(Collected data entries)
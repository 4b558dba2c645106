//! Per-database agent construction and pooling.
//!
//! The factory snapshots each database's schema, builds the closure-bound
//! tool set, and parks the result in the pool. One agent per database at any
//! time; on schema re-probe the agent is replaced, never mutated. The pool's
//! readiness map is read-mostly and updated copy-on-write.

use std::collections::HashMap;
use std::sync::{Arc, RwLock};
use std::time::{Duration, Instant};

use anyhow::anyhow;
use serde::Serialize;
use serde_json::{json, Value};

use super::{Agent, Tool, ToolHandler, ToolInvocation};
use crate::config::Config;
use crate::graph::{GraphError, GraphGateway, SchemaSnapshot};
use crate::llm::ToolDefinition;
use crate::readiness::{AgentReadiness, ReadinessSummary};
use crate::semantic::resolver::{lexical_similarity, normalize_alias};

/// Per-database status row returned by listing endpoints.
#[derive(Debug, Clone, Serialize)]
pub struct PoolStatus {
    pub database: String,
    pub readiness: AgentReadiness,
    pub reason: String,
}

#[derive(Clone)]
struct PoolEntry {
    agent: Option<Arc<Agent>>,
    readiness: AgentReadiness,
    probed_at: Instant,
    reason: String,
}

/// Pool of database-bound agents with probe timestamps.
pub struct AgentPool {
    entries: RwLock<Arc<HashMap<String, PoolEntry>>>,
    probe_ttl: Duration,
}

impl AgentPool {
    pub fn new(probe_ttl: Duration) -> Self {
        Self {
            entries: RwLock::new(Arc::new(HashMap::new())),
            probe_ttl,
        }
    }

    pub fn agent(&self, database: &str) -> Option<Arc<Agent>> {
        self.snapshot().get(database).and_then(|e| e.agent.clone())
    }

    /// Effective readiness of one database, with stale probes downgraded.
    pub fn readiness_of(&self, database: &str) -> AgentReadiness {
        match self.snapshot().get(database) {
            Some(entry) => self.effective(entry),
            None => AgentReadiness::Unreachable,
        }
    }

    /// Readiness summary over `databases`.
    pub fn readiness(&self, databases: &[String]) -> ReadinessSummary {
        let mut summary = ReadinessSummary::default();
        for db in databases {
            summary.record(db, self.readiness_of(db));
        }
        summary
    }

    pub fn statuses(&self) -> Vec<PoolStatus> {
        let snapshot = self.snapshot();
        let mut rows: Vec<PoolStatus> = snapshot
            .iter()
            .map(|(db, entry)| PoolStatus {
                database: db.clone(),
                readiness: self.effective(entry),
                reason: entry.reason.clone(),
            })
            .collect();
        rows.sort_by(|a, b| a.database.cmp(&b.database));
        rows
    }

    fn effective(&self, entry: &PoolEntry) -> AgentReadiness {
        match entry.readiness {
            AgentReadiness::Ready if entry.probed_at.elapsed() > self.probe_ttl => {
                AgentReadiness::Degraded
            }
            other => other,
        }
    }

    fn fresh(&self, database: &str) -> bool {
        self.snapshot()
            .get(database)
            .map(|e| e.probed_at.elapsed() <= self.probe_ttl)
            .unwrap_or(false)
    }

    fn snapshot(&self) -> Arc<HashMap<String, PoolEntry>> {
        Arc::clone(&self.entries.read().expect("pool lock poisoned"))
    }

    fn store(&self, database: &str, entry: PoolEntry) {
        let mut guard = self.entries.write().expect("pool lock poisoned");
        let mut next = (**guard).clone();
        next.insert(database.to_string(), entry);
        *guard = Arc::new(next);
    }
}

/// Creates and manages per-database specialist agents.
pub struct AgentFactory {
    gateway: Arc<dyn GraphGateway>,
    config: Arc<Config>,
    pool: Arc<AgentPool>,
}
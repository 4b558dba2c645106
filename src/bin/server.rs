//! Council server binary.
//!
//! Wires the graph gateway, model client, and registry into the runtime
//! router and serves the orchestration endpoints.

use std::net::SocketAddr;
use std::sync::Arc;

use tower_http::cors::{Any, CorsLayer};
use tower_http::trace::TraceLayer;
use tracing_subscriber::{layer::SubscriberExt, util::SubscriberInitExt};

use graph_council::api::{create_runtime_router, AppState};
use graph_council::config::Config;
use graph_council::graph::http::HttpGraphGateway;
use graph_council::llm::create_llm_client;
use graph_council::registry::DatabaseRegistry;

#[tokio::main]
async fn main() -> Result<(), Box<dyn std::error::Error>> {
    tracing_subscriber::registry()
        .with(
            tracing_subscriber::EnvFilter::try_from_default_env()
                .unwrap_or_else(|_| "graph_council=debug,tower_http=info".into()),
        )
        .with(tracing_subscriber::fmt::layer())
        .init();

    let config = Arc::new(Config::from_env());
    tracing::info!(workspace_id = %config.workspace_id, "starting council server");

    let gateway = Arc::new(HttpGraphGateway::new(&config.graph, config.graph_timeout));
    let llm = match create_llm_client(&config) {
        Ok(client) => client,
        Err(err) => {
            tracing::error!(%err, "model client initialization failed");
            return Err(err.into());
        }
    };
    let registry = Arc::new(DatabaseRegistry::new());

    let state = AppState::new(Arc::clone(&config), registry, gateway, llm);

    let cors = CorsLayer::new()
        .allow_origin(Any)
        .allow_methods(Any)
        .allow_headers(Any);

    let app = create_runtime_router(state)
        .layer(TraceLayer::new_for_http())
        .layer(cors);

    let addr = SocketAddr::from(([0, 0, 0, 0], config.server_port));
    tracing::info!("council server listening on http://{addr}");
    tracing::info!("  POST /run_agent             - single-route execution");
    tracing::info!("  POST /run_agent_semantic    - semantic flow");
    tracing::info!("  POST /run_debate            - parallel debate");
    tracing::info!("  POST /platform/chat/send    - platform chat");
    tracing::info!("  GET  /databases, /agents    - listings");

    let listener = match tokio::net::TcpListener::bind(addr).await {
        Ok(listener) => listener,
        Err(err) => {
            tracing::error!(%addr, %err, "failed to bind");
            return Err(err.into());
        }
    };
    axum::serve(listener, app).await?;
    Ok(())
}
--
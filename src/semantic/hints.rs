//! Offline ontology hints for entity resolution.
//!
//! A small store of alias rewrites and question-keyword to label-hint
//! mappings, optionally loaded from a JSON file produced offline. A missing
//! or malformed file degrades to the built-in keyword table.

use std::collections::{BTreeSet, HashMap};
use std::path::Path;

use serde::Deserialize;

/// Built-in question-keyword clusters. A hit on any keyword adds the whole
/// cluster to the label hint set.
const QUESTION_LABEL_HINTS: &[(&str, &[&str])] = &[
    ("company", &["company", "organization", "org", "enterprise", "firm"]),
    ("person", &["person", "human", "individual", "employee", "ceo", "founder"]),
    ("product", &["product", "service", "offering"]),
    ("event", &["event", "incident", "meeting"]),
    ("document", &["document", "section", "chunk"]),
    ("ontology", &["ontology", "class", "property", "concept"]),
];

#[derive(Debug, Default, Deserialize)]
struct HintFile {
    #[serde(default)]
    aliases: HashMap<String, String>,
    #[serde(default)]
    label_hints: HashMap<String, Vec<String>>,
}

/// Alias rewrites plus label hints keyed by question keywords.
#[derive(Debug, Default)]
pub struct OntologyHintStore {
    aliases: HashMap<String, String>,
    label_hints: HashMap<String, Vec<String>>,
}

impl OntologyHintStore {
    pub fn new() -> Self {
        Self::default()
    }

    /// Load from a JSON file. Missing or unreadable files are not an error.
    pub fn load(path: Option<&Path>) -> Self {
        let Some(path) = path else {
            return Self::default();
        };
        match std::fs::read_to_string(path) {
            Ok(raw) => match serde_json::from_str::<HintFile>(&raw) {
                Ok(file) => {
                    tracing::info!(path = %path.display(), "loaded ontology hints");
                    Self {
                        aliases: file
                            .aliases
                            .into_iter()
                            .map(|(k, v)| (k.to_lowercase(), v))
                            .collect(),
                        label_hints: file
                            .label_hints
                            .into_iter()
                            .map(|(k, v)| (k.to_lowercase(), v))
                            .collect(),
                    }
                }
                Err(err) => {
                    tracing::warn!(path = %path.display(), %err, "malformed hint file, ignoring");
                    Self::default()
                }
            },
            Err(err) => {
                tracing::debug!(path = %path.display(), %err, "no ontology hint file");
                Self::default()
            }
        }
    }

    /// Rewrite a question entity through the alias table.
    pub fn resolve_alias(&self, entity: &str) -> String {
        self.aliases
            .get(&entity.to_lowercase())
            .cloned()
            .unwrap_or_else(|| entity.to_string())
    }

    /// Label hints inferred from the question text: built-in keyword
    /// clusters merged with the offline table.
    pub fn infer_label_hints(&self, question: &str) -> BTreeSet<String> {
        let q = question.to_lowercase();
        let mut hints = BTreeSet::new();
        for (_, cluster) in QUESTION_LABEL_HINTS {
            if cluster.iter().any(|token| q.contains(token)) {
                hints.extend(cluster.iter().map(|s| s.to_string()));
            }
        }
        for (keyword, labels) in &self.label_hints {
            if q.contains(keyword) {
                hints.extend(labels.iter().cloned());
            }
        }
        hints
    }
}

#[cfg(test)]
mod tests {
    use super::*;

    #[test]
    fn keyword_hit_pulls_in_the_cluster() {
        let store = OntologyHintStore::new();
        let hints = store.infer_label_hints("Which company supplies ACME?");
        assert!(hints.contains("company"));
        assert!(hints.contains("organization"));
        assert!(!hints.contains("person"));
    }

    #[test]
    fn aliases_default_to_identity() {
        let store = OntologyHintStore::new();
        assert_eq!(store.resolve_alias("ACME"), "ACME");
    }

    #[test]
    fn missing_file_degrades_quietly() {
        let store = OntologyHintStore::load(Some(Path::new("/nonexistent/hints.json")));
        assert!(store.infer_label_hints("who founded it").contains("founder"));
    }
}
---
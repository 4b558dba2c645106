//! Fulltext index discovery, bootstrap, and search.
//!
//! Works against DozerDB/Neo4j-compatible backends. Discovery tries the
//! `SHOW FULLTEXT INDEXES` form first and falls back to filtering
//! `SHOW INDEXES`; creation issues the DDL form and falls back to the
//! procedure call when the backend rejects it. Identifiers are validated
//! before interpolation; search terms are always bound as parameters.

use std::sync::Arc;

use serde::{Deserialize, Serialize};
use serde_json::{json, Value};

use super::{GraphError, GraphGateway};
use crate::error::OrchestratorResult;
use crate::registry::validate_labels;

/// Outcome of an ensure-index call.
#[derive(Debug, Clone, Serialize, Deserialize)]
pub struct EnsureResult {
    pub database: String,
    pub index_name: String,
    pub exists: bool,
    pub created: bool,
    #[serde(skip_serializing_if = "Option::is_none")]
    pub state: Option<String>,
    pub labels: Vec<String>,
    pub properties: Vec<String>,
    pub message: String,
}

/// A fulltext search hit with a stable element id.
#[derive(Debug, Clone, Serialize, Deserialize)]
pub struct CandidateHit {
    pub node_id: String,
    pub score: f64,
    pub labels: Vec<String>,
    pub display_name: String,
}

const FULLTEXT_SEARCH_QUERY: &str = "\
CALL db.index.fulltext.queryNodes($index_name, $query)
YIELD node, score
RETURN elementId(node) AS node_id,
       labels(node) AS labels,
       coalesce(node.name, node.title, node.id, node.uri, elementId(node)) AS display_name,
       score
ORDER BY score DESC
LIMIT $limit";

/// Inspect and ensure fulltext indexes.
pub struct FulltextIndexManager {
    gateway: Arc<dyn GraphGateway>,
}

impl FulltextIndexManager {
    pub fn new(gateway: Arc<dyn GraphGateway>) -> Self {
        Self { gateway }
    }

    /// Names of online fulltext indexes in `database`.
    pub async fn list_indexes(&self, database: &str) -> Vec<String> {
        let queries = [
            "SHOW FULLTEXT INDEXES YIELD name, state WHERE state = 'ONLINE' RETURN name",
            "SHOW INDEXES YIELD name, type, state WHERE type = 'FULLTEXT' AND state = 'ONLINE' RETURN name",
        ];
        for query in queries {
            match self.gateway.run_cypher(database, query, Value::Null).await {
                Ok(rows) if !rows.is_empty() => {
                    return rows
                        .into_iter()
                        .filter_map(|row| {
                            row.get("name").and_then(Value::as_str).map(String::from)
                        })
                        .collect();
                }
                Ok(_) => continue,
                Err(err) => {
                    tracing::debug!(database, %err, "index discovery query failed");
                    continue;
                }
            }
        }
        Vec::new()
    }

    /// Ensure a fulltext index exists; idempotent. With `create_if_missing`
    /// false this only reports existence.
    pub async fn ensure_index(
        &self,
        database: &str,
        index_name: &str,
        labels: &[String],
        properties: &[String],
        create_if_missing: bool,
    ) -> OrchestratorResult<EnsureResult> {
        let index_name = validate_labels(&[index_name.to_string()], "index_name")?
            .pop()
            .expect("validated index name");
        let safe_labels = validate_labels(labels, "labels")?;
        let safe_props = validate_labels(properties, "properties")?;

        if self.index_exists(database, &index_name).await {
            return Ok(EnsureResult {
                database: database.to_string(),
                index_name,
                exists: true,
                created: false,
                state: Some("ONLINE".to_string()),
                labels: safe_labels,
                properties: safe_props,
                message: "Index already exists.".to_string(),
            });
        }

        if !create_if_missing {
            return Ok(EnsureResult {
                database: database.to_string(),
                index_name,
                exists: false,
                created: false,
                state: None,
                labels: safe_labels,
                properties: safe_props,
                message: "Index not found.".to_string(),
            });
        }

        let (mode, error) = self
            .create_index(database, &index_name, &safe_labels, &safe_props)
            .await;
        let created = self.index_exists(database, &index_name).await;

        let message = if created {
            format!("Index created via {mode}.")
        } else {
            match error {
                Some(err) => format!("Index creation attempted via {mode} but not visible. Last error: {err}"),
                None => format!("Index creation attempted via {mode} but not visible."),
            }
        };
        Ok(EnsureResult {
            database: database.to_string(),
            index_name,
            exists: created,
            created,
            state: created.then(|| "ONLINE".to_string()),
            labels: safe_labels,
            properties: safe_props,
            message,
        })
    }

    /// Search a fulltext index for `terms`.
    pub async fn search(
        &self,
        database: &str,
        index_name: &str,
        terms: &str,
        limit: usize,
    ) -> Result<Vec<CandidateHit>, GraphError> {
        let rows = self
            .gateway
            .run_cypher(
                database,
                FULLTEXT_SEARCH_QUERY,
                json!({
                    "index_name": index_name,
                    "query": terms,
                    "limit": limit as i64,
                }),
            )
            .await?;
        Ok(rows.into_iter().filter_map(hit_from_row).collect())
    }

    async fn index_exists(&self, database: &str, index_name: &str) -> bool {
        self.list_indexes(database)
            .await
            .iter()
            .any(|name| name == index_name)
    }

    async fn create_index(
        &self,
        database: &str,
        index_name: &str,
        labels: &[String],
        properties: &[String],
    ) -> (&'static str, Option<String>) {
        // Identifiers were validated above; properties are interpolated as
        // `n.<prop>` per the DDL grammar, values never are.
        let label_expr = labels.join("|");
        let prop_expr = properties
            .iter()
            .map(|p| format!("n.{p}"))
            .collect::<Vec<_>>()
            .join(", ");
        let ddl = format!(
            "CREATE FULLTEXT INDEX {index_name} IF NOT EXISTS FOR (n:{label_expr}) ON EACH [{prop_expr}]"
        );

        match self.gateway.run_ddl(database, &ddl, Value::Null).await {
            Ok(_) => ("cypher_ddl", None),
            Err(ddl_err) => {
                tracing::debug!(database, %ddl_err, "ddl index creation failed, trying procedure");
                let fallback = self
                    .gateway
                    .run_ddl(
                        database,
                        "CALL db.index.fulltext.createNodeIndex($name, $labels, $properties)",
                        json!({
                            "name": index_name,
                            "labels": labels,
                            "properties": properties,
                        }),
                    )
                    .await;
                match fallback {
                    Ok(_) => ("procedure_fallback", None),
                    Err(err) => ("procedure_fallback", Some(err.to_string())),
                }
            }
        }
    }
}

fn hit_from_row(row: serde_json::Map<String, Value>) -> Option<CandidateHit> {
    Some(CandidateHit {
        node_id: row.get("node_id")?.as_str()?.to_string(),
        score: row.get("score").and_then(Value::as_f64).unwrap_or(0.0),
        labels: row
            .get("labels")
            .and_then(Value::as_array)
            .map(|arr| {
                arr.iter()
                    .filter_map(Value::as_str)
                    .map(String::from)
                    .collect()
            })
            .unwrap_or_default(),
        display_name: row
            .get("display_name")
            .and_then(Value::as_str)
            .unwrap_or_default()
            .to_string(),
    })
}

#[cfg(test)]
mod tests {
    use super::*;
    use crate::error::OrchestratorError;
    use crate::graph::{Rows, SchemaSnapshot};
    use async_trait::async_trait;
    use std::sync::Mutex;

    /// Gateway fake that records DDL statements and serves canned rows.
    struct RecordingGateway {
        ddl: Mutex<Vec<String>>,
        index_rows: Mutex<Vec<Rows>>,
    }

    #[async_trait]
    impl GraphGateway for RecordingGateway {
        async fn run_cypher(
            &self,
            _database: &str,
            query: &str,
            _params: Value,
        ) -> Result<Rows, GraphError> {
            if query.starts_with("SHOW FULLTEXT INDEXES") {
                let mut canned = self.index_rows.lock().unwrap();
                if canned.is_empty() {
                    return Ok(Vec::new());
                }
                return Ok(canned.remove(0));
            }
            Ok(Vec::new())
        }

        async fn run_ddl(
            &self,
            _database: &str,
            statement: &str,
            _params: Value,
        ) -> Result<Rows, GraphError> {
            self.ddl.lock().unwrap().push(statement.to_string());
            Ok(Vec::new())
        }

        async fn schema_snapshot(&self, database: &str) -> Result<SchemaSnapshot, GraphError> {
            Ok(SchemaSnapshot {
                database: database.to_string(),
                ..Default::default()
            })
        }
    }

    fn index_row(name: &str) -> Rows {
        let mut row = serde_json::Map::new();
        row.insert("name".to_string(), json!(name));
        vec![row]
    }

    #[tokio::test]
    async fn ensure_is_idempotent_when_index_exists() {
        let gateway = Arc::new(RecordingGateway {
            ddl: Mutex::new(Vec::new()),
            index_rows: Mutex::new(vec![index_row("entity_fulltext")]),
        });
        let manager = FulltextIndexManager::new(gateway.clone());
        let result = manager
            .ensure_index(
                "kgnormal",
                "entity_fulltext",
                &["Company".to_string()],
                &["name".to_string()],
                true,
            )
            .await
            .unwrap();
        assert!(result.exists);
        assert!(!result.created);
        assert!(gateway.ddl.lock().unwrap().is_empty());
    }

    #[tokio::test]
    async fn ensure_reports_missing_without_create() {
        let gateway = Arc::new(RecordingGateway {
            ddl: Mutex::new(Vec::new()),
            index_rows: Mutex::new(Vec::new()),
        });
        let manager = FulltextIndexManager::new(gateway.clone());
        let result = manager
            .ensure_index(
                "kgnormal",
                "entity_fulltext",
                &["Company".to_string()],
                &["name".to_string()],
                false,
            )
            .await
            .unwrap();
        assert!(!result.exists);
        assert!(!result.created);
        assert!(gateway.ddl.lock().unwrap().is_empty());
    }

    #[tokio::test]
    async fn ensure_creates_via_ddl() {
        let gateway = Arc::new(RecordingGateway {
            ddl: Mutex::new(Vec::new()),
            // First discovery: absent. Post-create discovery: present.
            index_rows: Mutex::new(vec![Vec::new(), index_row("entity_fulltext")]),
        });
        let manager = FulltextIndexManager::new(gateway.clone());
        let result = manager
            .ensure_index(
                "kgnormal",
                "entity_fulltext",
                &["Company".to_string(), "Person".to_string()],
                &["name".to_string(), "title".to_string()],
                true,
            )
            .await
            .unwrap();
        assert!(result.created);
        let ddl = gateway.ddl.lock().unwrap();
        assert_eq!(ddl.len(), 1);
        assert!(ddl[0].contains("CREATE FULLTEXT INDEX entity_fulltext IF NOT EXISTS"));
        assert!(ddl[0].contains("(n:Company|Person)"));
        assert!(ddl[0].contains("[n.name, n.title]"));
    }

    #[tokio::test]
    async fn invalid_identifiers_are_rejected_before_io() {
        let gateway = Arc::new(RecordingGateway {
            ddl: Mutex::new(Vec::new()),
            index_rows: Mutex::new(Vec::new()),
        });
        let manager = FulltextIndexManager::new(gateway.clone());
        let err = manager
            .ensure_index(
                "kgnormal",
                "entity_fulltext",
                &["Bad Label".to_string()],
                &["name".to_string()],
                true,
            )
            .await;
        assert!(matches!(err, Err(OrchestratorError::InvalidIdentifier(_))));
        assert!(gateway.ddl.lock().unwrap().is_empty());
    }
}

** Try it **
Among the lines above, return those that contain the string "collections".

** Written reply **
use std::collections::HashMap;
use std::collections::{BTreeSet, HashMap};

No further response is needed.